-- Task input follows --

//! Record repository contract and SQLite implementation.
//!
//! # Responsibility
//! - Provide the write-once/read-many API over the `records` table.
//! - Keep SQL details inside the core persistence boundary.
//!
//! # Invariants
//! - `insert` commits exactly one row or nothing.
//! - `list_all` orders by `record_id` ascending (insertion order).
//! - All statements are parameterized.

use crate::db::DbError;
use crate::model::record::{NewRecord, Record, RecordId};
use rusqlite::{params, Connection, Row};
use std::error::Error;
use std::fmt::{Display, Formatter};

const RECORD_SELECT_SQL: &str = "SELECT
    record_id,
    owner_id,
    topic,
    url
FROM records";

pub type RepoResult<T> = Result<T, RepoError>;

/// Repository error for record persistence and query operations.
#[derive(Debug)]
pub enum RepoError {
    Db(DbError),
    InvalidData(String),
}

impl Display for RepoError {
    fn fmt(&self, f: &mut Formatter<'_>) -> std::fmt::Result {
        match self {
            Self::Db(err) => write!(f, "{err}"),
            Self::InvalidData(message) => write!(f, "invalid persisted record data: {message}"),
        }
    }
}

impl Error for RepoError {
    fn source(&self) -> Option<&(dyn Error + 'static)> {
        match self {
            Self::Db(err) => Some(err),
            Self::InvalidData(_) => None,
        }
    }
}

impl From<DbError> for RepoError {
    fn from(value: DbError) -> Self {
        Self::Db(value)
    }
}

impl From<rusqlite::Error> for RepoError {
    fn from(value: rusqlite::Error) -> Self {
        Self::Db(DbError::Sqlite(value))
    }
}

/// Repository interface for record persistence.
pub trait RecordRepository {
    /// Persists one validated record and returns its assigned id.
    fn insert(&self, record: &NewRecord) -> RepoResult<RecordId>;
    /// Returns every stored record, oldest first.
    fn list_all(&self) -> RepoResult<Vec<Record>>;
}

/// SQLite-backed record repository bound to one borrowed connection.
pub struct SqliteRecordRepository<'conn> {
    conn: &'conn Connection,
}

impl<'conn> SqliteRecordRepository<'conn> {
    pub fn new(conn: &'conn Connection) -> Self {
        Self { conn }
    }
}

impl RecordRepository for SqliteRecordRepository<'_> {
    fn insert(&self, record: &NewRecord) -> RepoResult<RecordId> {
        // Dropping `tx` on any early return rolls the row back.
        let tx = self.conn.unchecked_transaction()?;
        tx.execute(
            "INSERT INTO records (
                owner_id,
                topic,
                url
            ) VALUES (?1, ?2, ?3);",
            params![record.owner_id, record.topic.as_str(), record.url.as_str()],
        )?;
        let record_id = tx.last_insert_rowid();
        tx.commit()?;

        Ok(record_id)
    }

    fn list_all(&self) -> RepoResult<Vec<Record>> {
        let mut stmt = self
            .conn
            .prepare(&format!("{RECORD_SELECT_SQL} ORDER BY record_id ASC;"))?;
        let mut rows = stmt.query([])?;
        let mut records = Vec::new();

        while let Some(row) = rows.next()? {
            records.push(parse_record_row(row)?);
        }

        Ok(records)
    }
}

fn parse_record_row(row: &Row<'_>) -> RepoResult<Record> {
    let record_id: RecordId = row.get("record_id")?;
    if record_id <= 0 {
        return Err(RepoError::InvalidData(format!(
            "invalid record_id value `{record_id}` in records.record_id"
        )));
    }

    Ok(Record {
        record_id,
        owner_id: row.get("owner_id")?,
        topic: row.get("topic")?,
        url: row.get("url")?,
    })
}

-- Task input concluded --

What you need to do
All lines above containing the string "InvalidData": copy each one.

Solution below
    InvalidData(String),
            Self::InvalidData(message) => write!(f, "invalid persisted record data: {message}"),
            Self::InvalidData(_) => None,
        return Err(RepoError::InvalidData(format!(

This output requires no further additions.